To take the King's shilling?
David Cameron put a little more meat on his campaign pledge to 'fix broken Britain' yesterday when he spelt out his vision for how a governement lead by him would build a 'Big Society'.
The term 'Broken Britain' gives me a lot of concern as it feels like a lazy short cut and a nod to Daily Mail-reading malcontents.
There were social problems in the 1980s, there are social problems now and there will be social problems in ten years time, no matter which party is in power.
On the face of it, the voluntary sector looks like playing a big part in Cameron’s fix for the nation and the would-be prime minister talked of:
"Opening up public services to new providers and saying to charities and private companies - 'if you've got the ideas and the people to tackle our most deep-rooted social problems, come and play a role in our public services."
This might be music to the ears of some in the voluntary and community sector who are worried sick about future funding but we need to look into these words with caution.
I guess the first point is that we should be happy the Tories are talking about society at all.
Margaret Thatcher famously said:
"There is no such thing as society: there are individual men and women, and there are families."
That Cameron has come around to the idea that there is a society and that the voluntary sector will always play an important part in nurturing it, is something to celebrate.
The tireless and often thankless work of voluntary organisations has won the argument and now all parties recognise our value.
The part of this that concerns me though is that we might be so keen to grab the King's Shilling, we might not stop to ask about the ship's route.
If the voluntary sector is to be the service arm of prospective Tory Government, where does this leave our independent voice?
The fact that Cameron mentioned private companies along side the not-for-profit sector when talking about service providers should give us a reason to be worried.
We are not the same and shouldn’t be treated as such.
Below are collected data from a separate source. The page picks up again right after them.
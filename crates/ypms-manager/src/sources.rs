//! `sources.json`: `name -> config_url`, insertion order preserved so
//! `add`/`remove` round-trips byte-identically modulo key order
//! (`spec.md` §8).

use std::path::{Path, PathBuf};

use indexmap::IndexMap;
use ypms_core::{json, Error, Result};

use crate::layout::{DEFAULT_SOURCE_NAME, DEFAULT_SOURCE_URL};

/// The loaded `sources.json` document, persisted in full on every mutation.
#[derive(Debug)]
pub struct SourcesFile {
    path: PathBuf,
    map: IndexMap<String, String>,
}

impl SourcesFile {
    /// Load `path`, seeding `{yopr: DEFAULT_SOURCE_URL}` if it doesn't exist.
    pub async fn load(path: impl Into<PathBuf>) -> Result<Self> {
        let path = path.into();
        let map = match tokio::fs::read_to_string(&path).await {
            Ok(text) => {
                let map: IndexMap<String, String> = json::from_json(&text)?;
                map
            }
            Err(e) if e.kind() == std::io::ErrorKind::NotFound => {
                let mut map = IndexMap::new();
                map.insert(DEFAULT_SOURCE_NAME.to_string(), DEFAULT_SOURCE_URL.to_string());
                let file = Self { path: path.clone(), map };
                file.persist().await?;
                return Ok(file);
            }
            Err(e) => return Err(e.into()),
        };
        Ok(Self { path, map })
    }

    async fn persist(&self) -> Result<()> {
        if let Some(parent) = Path::new(&self.path).parent() {
            tokio::fs::create_dir_all(parent).await?;
        }
        let text = json::to_json_pretty(&self.map)?;
        let tmp = self.path.with_extension("tmp");
        tokio::fs::write(&tmp, text).await?;
        tokio::fs::rename(&tmp, &self.path).await?;
        Ok(())
    }

    /// `{name: config_url}`, in insertion order.
    #[must_use]
    pub fn list(&self) -> &IndexMap<String, String> {
        &self.map
    }

    #[must_use]
    pub fn get(&self, name: &str) -> Option<&str> {
        self.map.get(name).map(String::as_str)
    }

    pub async fn add(&mut self, name: impl Into<String>, config_url: impl Into<String>) -> Result<()> {
        self.map.insert(name.into(), config_url.into());
        self.persist().await
    }

    pub async fn remove(&mut self, name: &str) -> Result<()> {
        self.map.shift_remove(name);
        self.persist().await
    }

    /// Default source selection (`spec.md` §4.5): prefer `yopr`, else the
    /// lexicographically smallest name, else `NotConfigured`.
    pub fn default_source(&self) -> Result<&str> {
        if self.map.contains_key(DEFAULT_SOURCE_NAME) {
            return Ok(DEFAULT_SOURCE_NAME);
        }
        self.map
            .keys()
            .min()
            .map(String::as_str)
            .ok_or_else(|| Error::not_configured("no sources configured"))
    }

    /// Resolve `source` or fall back to [`Self::default_source`], returning
    /// the selected name and its config URL.
    pub fn resolve<'a>(&'a self, source: Option<&'a str>) -> Result<(&'a str, &'a str)> {
        let name = match source {
            Some(name) => name,
            None => self.default_source()?,
        };
        let url = self
            .get(name)
            .ok_or_else(|| Error::not_configured(format!("unknown source: {name}")))?;
        Ok((name, url))
    }
}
Our incentives shouldn’t be about earning money they should be about helping those we were set up to help.
If the Conservatives win the upcoming election the voluntary sector may find itself faced with some tough decisions that go to the very core of our nature.
Of course, this is just my take on David Cameron's announcement. Read NCVO's official response
On a lighter note, the prize for best April Fools joke this year goes to the Guardian for their excellent spoof Labour election campaign -Step Outside Posh Boy.
It very quickly became the most talked about April Fool's gag on twitter and the boys and girls at the Guardian are now hoping to encourage Gordon Brown to use the phrase in PMQs at some time before the election.
In an article written by mysterious reporter Olaf Priol, we learnt that:
"Labour were set to embrace Gordon Brown's reputation for anger and physical aggression, presenting the prime minister as a hard man, unafraid of confrontation, who is willing to take on David Cameron in 'a bare-knuckle fistfight for the future of Britain'."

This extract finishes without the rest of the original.